+++ DATA SUPPLIED

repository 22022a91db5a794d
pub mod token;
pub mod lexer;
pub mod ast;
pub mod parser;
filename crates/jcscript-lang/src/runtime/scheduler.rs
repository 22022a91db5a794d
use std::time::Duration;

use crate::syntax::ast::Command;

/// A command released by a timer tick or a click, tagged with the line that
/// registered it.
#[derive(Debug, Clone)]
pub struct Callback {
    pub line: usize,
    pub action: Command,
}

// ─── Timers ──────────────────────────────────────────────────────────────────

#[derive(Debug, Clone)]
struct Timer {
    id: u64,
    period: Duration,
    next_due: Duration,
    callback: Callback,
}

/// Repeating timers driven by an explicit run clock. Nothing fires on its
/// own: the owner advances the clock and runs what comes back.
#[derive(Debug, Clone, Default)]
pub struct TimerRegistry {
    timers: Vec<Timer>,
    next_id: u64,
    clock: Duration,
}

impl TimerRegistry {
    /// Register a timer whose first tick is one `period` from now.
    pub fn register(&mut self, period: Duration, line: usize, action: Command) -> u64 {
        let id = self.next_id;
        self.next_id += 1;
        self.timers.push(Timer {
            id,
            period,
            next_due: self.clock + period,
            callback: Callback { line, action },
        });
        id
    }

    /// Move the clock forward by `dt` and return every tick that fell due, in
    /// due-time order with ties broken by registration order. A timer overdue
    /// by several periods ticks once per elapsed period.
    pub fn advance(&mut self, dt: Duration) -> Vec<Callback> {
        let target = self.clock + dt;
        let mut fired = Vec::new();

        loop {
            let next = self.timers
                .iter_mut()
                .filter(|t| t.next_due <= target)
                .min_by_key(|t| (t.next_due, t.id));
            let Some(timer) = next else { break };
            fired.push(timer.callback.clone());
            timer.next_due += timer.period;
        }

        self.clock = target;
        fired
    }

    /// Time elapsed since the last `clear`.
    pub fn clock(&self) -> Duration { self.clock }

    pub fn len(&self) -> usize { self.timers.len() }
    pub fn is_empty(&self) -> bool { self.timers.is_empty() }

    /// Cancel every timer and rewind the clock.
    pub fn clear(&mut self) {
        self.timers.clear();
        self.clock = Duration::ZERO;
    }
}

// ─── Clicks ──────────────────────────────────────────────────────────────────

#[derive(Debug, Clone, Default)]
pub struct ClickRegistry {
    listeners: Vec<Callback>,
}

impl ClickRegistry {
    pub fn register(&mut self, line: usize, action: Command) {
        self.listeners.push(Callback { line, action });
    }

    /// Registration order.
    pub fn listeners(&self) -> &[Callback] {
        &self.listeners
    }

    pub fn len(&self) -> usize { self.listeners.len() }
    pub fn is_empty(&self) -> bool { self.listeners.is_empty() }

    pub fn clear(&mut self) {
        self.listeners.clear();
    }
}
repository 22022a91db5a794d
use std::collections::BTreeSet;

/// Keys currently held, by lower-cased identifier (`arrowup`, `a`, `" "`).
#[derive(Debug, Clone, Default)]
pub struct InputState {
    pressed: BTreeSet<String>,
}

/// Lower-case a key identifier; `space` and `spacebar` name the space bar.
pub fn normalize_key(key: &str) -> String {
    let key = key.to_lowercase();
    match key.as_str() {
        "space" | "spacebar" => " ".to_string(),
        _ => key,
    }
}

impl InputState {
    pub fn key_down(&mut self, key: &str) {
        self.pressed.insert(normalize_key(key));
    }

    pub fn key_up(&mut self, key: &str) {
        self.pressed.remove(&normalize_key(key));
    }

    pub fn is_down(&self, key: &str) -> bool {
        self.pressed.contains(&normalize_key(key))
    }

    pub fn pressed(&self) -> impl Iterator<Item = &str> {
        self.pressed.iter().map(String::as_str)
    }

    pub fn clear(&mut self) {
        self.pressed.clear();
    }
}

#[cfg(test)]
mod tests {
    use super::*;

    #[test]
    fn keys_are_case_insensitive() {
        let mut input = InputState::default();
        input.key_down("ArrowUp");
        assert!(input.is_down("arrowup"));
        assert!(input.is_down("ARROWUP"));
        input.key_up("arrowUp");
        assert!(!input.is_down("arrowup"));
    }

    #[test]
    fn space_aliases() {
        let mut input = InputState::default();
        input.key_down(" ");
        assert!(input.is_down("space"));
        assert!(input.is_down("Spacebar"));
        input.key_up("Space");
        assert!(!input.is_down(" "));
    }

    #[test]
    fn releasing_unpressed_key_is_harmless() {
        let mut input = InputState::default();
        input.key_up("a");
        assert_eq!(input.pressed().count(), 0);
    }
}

++++++

TASK GOAL: Repeat exactly the lines from the first line of the records above through the line containing "fires on its", both included, and nothing else.

ANSWER SECTION:
repository 22022a91db5a794d
pub mod token;
pub mod lexer;
pub mod ast;
pub mod parser;
filename crates/jcscript-lang/src/runtime/scheduler.rs
repository 22022a91db5a794d
use std::time::Duration;

use crate::syntax::ast::Command;

/// A command released by a timer tick or a click, tagged with the line that
/// registered it.
#[derive(Debug, Clone)]
pub struct Callback {
    pub line: usize,
    pub action: Command,
}

// ─── Timers ──────────────────────────────────────────────────────────────────

#[derive(Debug, Clone)]
struct Timer {
    id: u64,
    period: Duration,
    next_due: Duration,
    callback: Callback,
}

/// Repeating timers driven by an explicit run clock. Nothing fires on its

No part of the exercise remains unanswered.